Over the past few decades, researchers have conducted a great deal of research into entity disambiguation, mainly involving rule-based methods, traditional statistical methods, and methods of deep learning. In the case of rich text context, the most advanced algorithms have achieved very good disambiguation. However, the performance of these methods on short text as well as spoken text drops dramatically. The missing context of these short texts is essential for disambiguation. In recent years, many scholars have endeavored to improve the effect of entity disambiguation by exploring more abundant contextual information. These methods are mainly focused on better utilization of existing text, but the problem of information loss is still not solved. It is difficult to improve the disambiguation result substantially if the source text cannot be augmented by adding external information.

Disclosure of Invention

In order to solve the problems, the invention provides an entity disambiguation method and device based on a UCL knowledge space, which respectively perform knowledge expansion on an entity to be disambiguated and a candidate entity to improve the model effect. For an entity to be disambiguated, giving the entity a concept vector representation and formalizing the concept vector representation into a concept subgraph; for candidate entities, an entity vector representation is given to the entity to formalize it as factual knowledge in the UCL knowledge space. And finally, obtaining the entity disambiguation result by adopting a deep structured semantic model based on self-attention matching. The method can effectively solve the problem of low disambiguation precision caused by insufficient entity context information in the short text, and improve the effect of entity disambiguation.

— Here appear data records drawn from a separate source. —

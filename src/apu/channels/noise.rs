//! Noise channel
//!
//! A 15-bit linear-feedback shift register stepped by the channel timer.
//! Feedback XORs bit 0 with bit 1 (mode 0) or bit 6 (mode 1, the "tonal"
//! short sequence). Output sign comes from the inverted low bit, scaled
//! by the envelope.

use crate::apu::components::{Envelope, LengthCounter, Sequencer};
use crate::apu::constants::NOISE_PERIOD_TABLE;

/// The noise channel
pub struct NoiseChannel {
    pub sequencer: Sequencer,
    pub envelope: Envelope,
    pub length_counter: LengthCounter,
    pub enabled: bool,
    /// Short-sequence mode ($400E bit 7)
    pub mode: bool,
}

impl NoiseChannel {
    pub fn new() -> Self {
        let mut sequencer = Sequencer::new();
        sequencer.sequence = 0x7FFF;

        NoiseChannel {
            sequencer,
            envelope: Envelope::new(),
            length_counter: LengthCounter::new(),
            enabled: false,
            mode: false,
        }
    }

    /// $400C: envelope control
    pub fn write_control(&mut self, data: u8) {
        self.envelope.write_control(data);
    }

    /// $400E: mode bit + period table index
    pub fn write_mode_period(&mut self, data: u8) {
        self.mode = data & 0x80 != 0;
        self.sequencer.reload = NOISE_PERIOD_TABLE[(data & 0x0F) as usize];
    }

    /// $400F: length load + envelope restart
    pub fn write_length(&mut self, data: u8) {
        if self.enabled {
            self.length_counter.load(data);
        }
        self.envelope.start();
    }

    /// Channel tick: step the LFSR on timer underflow
    pub fn clock(&mut self) {
        let mode = self.mode;
        self.sequencer.clock(self.enabled, |lfsr| {
            let bit0 = lfsr & 0x01;
            let tap = if mode { (lfsr >> 6) & 0x01 } else { (lfsr >> 1) & 0x01 };
            ((bit0 ^ tap) << 14) | (lfsr >> 1)
        });
    }

    pub fn quarter_frame_clock(&mut self) {
        self.envelope.clock();
    }

    pub fn half_frame_clock(&mut self) {
        self.length_counter
            .clock(self.enabled, self.envelope.loop_flag);
    }

    /// Signed output: +envelope when the LFSR low bit is clear,
    /// -envelope when set, zero when gated
    pub fn output(&self) -> f32 {
        if !self.enabled || !self.length_counter.is_active() {
            return 0.0;
        }

        let sign = if self.sequencer.sequence & 0x01 == 0 {
            1.0
        } else {
            -1.0
        };
        sign * self.envelope.output() as f32
    }
}

impl Default for NoiseChannel {
    fn default() -> Self {
        Self::new()
    }
}
//! PPU test suite
//!
//! Split by concern: register behavior, memory mirroring, frame timing
//! and the rendering pipeline.

mod registers;
mod rendering;
mod timing;

use std::cell::RefCell;
use std::rc::Rc;

use super::*;
use crate::cartridge::{test_rom, Cartridge};

/// A PPU wired to a small NROM cartridge (1 PRG chunk, 1 CHR chunk whose
/// bytes are all 0x80). `vertical` picks the header mirroring bit.
pub(super) fn ppu_with_cartridge(vertical: bool) -> Ppu {
    let image = test_rom::build(0, 1, 1, if vertical { 0x01 } else { 0x00 });
    let cartridge = Rc::new(RefCell::new(
        Cartridge::from_ines_bytes(&image, None).expect("test image is valid"),
    ));

    let mut ppu = Ppu::new();
    ppu.connect_cartridge(cartridge);
    ppu
}
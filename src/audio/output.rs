// cpal output stream
//
// Opens the default output device as mono f32 at the requested rate and
// feeds it from the shared sample buffer.

use std::sync::{Arc, Mutex};

use cpal::traits::{DeviceTrait, HostTrait, StreamTrait};
use cpal::{SampleRate, Stream, StreamConfig};

use super::SampleBuffer;

/// Running audio output; dropping it stops the stream
pub struct AudioOutput {
    _stream: Stream,
}

impl AudioOutput {
    /// Open the default output device and start draining `buffer`
    pub fn new(sample_rate: u32, buffer: Arc<Mutex<SampleBuffer>>) -> Result<Self, String> {
        let host = cpal::default_host();
        let device = host
            .default_output_device()
            .ok_or("no audio output device available")?;

        log::info!(
            "audio device: {}",
            device.name().unwrap_or_else(|_| "unknown".into())
        );

        let config = StreamConfig {
            channels: 1,
            sample_rate: SampleRate(sample_rate),
            buffer_size: cpal::BufferSize::Default,
        };

        let stream = device
            .build_output_stream(
                &config,
                move |data: &mut [f32], _| {
                    let mut buffer = buffer.lock().expect("audio buffer lock");
                    for slot in data.iter_mut() {
                        *slot = buffer.pop();
                    }
                },
                |err| log::warn!("audio stream error: {}", err),
                None,
            )
            .map_err(|err| format!("could not open audio stream: {}", err))?;

        stream
            .play()
            .map_err(|err| format!("could not start audio stream: {}", err))?;

        Ok(AudioOutput { _stream: stream })
    }
}
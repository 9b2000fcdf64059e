// APU lookup tables and mixer constants

/// Pulse duty sequences, one bit per step, rotated right by the channel
/// sequencer. Index = register bits 6-7.
pub const DUTY_SEQUENCES: [u8; 4] = [
    0b0100_0000, // 12.5%
    0b0110_0000, // 25%
    0b0111_1000, // 50%
    0b1001_1111, // 75% (25% inverted)
];

/// Noise channel timer periods, indexed by the low nibble of $400E
pub const NOISE_PERIOD_TABLE: [u16; 16] = [
    4, 8, 16, 32, 64, 96, 128, 160, 202, 254, 380, 508, 1016, 2034, 4068, 0,
];

/// Linear-approximation mixer gains
pub const PULSE_MIX_GAIN: f32 = 0.00752;
pub const NOISE_MIX_GAIN: f32 = 0.00494;
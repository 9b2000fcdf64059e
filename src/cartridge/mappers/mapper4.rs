// Mapper 4 (MMC3) - 8KB PRG / 1KB CHR banking with a scanline IRQ
//
// Memory Layout:
// - CPU $6000-$7FFF: 8KB WRAM
// - CPU $8000-$9FFF: 8KB PRG bank (R6 or second-to-last, per PRG mode)
// - CPU $A000-$BFFF: 8KB PRG bank (always R7)
// - CPU $C000-$DFFF: 8KB PRG bank (second-to-last or R6, per PRG mode)
// - CPU $E000-$FFFF: 8KB PRG bank, fixed to the last bank
// - PPU: two 2KB banks (R0, R1) and four 1KB banks (R2-R5), with the
//   halves swapped when the CHR inversion bit is set
//
// Register Interface (address parity selects the register):
// - $8000 even: bank select (bits 0-2 target register, bit 6 PRG mode,
//   bit 7 CHR inversion); $8001 odd: bank data
// - $A000 even: mirroring (bit 0: 0 = vertical, 1 = horizontal)
// - $A001 odd: WRAM protect (not emulated; WRAM stays enabled)
// - $C000 even: IRQ latch (counter reload value); $C001 odd: request
//   counter reload on the next scanline clock
// - $E000 even: IRQ disable + acknowledge; $E001 odd: IRQ enable
//
// The PPU drives `scanline_tick` once per rendered scanline, which steps
// the IRQ counter.

use crate::cartridge::{MapResult, Mapper, Mirroring};

/// PRG bank granularity (8KB)
const PRG_BANK_SIZE: u32 = 8 * 1024;

/// CHR bank granularity (1KB)
const CHR_BANK_SIZE: u32 = 1024;

/// WRAM size (8KB)
const WRAM_SIZE: usize = 8 * 1024;

/// Mapper 4 implementation (MMC3)
///
/// Used by Super Mario Bros. 3, Kirby's Adventure and the later Mega Man
/// titles.
pub struct Mapper4 {
    /// Number of 8KB PRG banks
    prg_banks: u8,
    /// Number of 1KB CHR banks
    chr_banks: u16,

    wram: Vec<u8>,

    // Banking state
    bank_select: u8,
    bank_registers: [u8; 8],
    mirroring: Mirroring,

    // IRQ state
    irq_latch: u8,
    irq_counter: u8,
    irq_reload: bool,
    irq_enabled: bool,
    irq_pending: bool,
}

impl Mapper4 {
    pub fn new(prg_chunks: u8, chr_chunks: u8) -> Self {
        Mapper4 {
            prg_banks: prg_chunks * 2,
            chr_banks: if chr_chunks == 0 {
                8
            } else {
                chr_chunks as u16 * 8
            },
            wram: vec![0u8; WRAM_SIZE],
            bank_select: 0,
            bank_registers: [0; 8],
            mirroring: Mirroring::HardwareHeader,
            irq_latch: 0,
            irq_counter: 0,
            irq_reload: false,
            irq_enabled: false,
            irq_pending: false,
        }
    }

    fn prg_mode_swapped(&self) -> bool {
        self.bank_select & 0x40 != 0
    }

    fn chr_inverted(&self) -> bool {
        self.bank_select & 0x80 != 0
    }

    fn prg_index(&self, addr: u16) -> u32 {
        let banks = self.prg_banks as u32;
        let r6 = self.bank_registers[6] as u32;
        let r7 = self.bank_registers[7] as u32;
        let second_last = banks - 2;
        let last = banks - 1;

        let bank = match (addr & 0xE000, self.prg_mode_swapped()) {
            (0x8000, false) => r6,
            (0x8000, true) => second_last,
            (0xA000, _) => r7,
            (0xC000, false) => second_last,
            (0xC000, true) => r6,
            _ => last, // $E000-$FFFF
        };

        (bank % banks) * PRG_BANK_SIZE + (addr & 0x1FFF) as u32
    }

    fn chr_index(&self, addr: u16) -> u32 {
        let banks = self.chr_banks as u32;
        let r = &self.bank_registers;

        // Slot layout before inversion: R0/R1 cover the 2KB pairs at
        // $0000/$0800, R2-R5 the 1KB slots at $1000-$1C00. Inversion swaps
        // the 4KB halves.
        let slot_addr = if self.chr_inverted() {
            addr ^ 0x1000
        } else {
            addr
        };

        let (bank, offset) = match slot_addr {
            0x0000..=0x07FF => ((r[0] & 0xFE) as u32, (slot_addr & 0x07FF) as u32),
            0x0800..=0x0FFF => ((r[1] & 0xFE) as u32, (slot_addr & 0x07FF) as u32),
            0x1000..=0x13FF => (r[2] as u32, (slot_addr & 0x03FF) as u32),
            0x1400..=0x17FF => (r[3] as u32, (slot_addr & 0x03FF) as u32),
            0x1800..=0x1BFF => (r[4] as u32, (slot_addr & 0x03FF) as u32),
            _ => (r[5] as u32, (slot_addr & 0x03FF) as u32),
        };

        (bank % banks) * CHR_BANK_SIZE + offset
    }
}

impl Mapper for Mapper4 {
    fn cpu_map_read(&self, addr: u16) -> MapResult {
        match addr {
            0x6000..=0x7FFF => MapResult::RamHit(self.wram[(addr & 0x1FFF) as usize]),
            0x8000..=0xFFFF => MapResult::RomAddress(self.prg_index(addr)),
            _ => MapResult::Unmapped,
        }
    }

    fn cpu_map_write(&mut self, addr: u16, data: u8) -> MapResult {
        match addr {
            0x6000..=0x7FFF => {
                self.wram[(addr & 0x1FFF) as usize] = data;
                MapResult::RamHit(data)
            }
            0x8000..=0x9FFF => {
                if addr & 0x01 == 0 {
                    self.bank_select = data;
                } else {
                    let target = (self.bank_select & 0x07) as usize;
                    self.bank_registers[target] = data;
                }
                MapResult::RamHit(data)
            }
            0xA000..=0xBFFF => {
                if addr & 0x01 == 0 {
                    self.mirroring = if data & 0x01 == 0 {
                        Mirroring::Vertical
                    } else {
                        Mirroring::Horizontal
                    };
                }
                // Odd writes are WRAM protect; WRAM stays enabled here
                MapResult::RamHit(data)
            }
            0xC000..=0xDFFF => {
                if addr & 0x01 == 0 {
                    self.irq_latch = data;
                } else {
                    self.irq_reload = true;
                }
                MapResult::RamHit(data)
            }
            0xE000..=0xFFFF => {
                if addr & 0x01 == 0 {
                    self.irq_enabled = false;
                    self.irq_pending = false;
                } else {
                    self.irq_enabled = true;
                }
                MapResult::RamHit(data)
            }
            _ => MapResult::Unmapped,
        }
    }

    fn ppu_map_read(&self, addr: u16) -> MapResult {
        match addr {
            0x0000..=0x1FFF => MapResult::RomAddress(self.chr_index(addr)),
            _ => MapResult::Unmapped,
        }
    }

    fn ppu_map_write(&mut self, addr: u16) -> MapResult {
        match addr {
            0x0000..=0x1FFF => MapResult::RomAddress(self.chr_index(addr)),
            _ => MapResult::Unmapped,
        }
    }

    fn mirroring(&self) -> Mirroring {
        self.mirroring
    }

    fn irq_state(&self) -> bool {
        self.irq_pending
    }

    fn irq_clear(&mut self) {
        self.irq_pending = false;
    }

    fn scanline_tick(&mut self) {
        if self.irq_counter == 0 || self.irq_reload {
            self.irq_counter = self.irq_latch;
            self.irq_reload = false;
        } else {
            self.irq_counter -= 1;
        }

        if self.irq_counter == 0 && self.irq_enabled {
            self.irq_pending = true;
        }
    }
}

In order to achieve the aim, the invention provides an entity disambiguation method based on UCL knowledge space, which comprises the steps of firstly, constructing a basic knowledge base by acquiring Wikipedia and Baidu encyclopedia knowledge, indexing news information by UCL and storing the news information in the knowledge base as content supplement of the UCL knowledge space, thereby completing construction of the UCL knowledge space; extracting an entity to be disambiguated in the text by using an open domain three-tuple extraction method, and acquiring a candidate entity set for entity disambiguation from a UCL knowledge space; then, extracting the characteristics of the entity to be disambiguated, and enhancing the embedded representation of the entity to be disambiguated by using the concept knowledge corresponding to the context information of the entity; embedding and enhancing the candidate entity by utilizing the fact knowledge in the UCL knowledge space; and finally, obtaining a matching result by utilizing a deep structured semantic model based on the self-attention matching network.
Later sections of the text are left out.